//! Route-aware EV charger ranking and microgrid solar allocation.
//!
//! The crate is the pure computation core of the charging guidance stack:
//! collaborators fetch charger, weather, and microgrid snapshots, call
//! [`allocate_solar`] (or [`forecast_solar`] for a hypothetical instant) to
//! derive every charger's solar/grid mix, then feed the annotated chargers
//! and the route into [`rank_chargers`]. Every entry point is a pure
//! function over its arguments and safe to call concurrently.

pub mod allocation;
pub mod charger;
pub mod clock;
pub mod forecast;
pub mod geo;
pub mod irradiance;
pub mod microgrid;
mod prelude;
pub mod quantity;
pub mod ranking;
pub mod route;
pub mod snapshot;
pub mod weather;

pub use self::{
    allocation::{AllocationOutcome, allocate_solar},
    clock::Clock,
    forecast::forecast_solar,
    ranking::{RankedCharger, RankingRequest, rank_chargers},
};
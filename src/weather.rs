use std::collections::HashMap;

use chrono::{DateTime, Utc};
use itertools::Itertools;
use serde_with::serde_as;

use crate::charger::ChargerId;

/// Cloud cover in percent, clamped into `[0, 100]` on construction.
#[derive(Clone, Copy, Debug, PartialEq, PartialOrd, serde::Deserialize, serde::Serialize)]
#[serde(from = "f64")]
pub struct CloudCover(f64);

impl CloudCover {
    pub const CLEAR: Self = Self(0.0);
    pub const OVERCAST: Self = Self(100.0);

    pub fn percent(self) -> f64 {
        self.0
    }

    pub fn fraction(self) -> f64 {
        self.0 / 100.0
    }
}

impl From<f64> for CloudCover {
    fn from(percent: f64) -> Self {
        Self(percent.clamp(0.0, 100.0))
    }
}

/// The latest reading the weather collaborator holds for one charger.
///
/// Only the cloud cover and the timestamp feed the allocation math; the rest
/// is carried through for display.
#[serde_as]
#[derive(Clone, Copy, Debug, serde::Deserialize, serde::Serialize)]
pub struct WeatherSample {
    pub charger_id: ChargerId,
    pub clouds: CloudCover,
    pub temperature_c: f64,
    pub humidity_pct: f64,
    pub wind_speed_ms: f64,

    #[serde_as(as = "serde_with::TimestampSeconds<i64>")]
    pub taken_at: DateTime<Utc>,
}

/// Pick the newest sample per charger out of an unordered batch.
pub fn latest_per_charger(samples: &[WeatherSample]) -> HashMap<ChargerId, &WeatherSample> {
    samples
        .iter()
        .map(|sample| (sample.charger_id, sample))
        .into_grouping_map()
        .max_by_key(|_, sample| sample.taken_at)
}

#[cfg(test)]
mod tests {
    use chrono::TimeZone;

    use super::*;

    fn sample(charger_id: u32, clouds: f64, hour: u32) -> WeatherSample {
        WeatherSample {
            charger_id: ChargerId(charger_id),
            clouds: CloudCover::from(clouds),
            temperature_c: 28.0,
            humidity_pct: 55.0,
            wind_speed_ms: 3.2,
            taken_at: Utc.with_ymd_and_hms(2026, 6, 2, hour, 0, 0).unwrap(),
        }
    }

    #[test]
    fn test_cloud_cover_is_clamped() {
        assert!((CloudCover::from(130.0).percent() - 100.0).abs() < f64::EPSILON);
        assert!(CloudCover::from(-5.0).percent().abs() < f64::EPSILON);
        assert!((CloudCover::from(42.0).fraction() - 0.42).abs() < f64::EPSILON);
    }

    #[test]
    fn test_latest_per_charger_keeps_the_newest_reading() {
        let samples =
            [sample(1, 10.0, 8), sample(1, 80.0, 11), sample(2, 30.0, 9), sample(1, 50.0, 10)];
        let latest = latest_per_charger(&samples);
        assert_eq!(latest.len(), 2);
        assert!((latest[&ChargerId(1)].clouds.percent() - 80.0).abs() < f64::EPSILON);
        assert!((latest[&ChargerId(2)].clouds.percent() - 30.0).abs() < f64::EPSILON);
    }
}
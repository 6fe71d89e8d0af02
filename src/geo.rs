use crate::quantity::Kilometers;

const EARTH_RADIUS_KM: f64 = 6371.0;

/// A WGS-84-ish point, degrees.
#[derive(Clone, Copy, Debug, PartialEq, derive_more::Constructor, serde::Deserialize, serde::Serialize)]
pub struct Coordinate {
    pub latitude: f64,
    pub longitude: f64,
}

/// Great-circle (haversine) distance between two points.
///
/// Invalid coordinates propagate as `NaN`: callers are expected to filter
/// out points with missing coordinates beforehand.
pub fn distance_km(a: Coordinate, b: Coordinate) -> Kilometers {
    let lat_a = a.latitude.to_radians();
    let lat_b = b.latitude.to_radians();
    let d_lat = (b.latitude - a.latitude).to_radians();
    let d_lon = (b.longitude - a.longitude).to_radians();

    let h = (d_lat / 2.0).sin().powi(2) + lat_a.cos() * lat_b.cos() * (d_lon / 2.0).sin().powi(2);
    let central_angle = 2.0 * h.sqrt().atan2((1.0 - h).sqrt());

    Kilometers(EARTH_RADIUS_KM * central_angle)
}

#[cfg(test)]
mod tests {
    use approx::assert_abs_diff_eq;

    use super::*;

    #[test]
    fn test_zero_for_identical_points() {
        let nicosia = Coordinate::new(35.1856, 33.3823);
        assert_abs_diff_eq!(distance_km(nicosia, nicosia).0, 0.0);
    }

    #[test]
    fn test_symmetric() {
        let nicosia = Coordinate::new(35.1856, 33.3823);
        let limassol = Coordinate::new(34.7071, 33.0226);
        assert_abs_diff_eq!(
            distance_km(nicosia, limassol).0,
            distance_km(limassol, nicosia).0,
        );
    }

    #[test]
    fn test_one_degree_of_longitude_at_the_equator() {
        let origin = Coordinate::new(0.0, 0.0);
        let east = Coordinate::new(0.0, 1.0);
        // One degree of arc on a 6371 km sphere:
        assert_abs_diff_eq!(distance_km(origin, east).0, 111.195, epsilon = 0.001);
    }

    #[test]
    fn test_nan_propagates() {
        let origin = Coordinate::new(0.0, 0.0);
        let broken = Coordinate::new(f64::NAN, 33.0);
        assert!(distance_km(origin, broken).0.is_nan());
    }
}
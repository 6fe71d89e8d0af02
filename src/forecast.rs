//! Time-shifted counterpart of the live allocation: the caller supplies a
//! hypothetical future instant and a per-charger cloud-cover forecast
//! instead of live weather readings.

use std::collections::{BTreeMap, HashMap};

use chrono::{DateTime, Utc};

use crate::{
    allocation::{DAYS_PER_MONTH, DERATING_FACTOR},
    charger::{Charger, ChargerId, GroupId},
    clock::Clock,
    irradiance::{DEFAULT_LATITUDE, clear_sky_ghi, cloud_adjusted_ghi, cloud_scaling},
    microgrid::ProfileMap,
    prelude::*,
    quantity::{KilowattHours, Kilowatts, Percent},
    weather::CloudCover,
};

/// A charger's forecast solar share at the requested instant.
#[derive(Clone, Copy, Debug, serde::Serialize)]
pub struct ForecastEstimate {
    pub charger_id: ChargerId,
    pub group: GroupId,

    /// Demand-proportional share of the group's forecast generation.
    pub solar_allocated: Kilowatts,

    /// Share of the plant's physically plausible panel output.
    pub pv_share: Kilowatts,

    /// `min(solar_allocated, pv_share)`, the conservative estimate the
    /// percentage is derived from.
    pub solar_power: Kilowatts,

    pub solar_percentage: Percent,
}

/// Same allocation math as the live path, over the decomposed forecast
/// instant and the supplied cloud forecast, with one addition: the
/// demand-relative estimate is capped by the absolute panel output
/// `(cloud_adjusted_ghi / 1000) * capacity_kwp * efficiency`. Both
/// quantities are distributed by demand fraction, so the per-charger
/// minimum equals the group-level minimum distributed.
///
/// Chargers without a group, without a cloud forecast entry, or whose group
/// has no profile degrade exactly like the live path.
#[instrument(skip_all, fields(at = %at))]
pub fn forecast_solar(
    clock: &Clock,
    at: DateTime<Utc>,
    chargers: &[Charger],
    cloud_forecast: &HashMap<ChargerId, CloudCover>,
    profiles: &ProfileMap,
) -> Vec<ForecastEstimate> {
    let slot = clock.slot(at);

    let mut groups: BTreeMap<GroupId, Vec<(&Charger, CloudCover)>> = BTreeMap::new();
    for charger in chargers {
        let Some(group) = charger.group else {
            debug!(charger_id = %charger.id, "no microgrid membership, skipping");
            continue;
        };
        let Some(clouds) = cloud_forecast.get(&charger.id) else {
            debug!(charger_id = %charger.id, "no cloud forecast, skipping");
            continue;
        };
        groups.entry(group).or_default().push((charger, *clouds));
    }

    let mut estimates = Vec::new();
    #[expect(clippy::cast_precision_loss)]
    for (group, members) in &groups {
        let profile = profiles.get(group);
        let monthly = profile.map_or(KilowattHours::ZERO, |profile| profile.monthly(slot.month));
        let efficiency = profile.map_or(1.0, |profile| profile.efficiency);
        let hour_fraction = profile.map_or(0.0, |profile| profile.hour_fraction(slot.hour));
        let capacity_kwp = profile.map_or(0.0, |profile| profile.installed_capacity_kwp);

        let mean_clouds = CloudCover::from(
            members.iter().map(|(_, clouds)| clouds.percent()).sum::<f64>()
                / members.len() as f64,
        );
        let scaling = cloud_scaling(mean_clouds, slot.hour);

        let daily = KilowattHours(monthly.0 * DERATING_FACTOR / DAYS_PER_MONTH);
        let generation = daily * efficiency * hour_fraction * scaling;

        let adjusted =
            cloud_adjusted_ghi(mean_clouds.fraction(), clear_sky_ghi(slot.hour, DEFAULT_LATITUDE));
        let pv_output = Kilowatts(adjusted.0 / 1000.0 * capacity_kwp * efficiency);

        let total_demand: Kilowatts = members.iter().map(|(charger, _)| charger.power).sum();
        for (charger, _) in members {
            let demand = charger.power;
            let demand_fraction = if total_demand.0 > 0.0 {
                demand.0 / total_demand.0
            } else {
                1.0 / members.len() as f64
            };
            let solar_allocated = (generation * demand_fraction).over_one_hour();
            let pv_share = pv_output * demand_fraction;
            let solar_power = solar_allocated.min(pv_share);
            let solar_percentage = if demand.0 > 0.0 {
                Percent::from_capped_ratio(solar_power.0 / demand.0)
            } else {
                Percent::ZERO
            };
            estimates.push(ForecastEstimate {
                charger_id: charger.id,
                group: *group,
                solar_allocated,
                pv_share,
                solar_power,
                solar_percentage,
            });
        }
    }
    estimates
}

> _Directions_:
Copy out each line of the records where the string "microgrid" appears.

> _Written response_:
//! Route-aware EV charger ranking and microgrid solar allocation.
//! collaborators fetch charger, weather, and microgrid snapshots, call
pub mod microgrid;
    microgrid::ProfileMap,
            debug!(charger_id = %charger.id, "no microgrid membership, skipping");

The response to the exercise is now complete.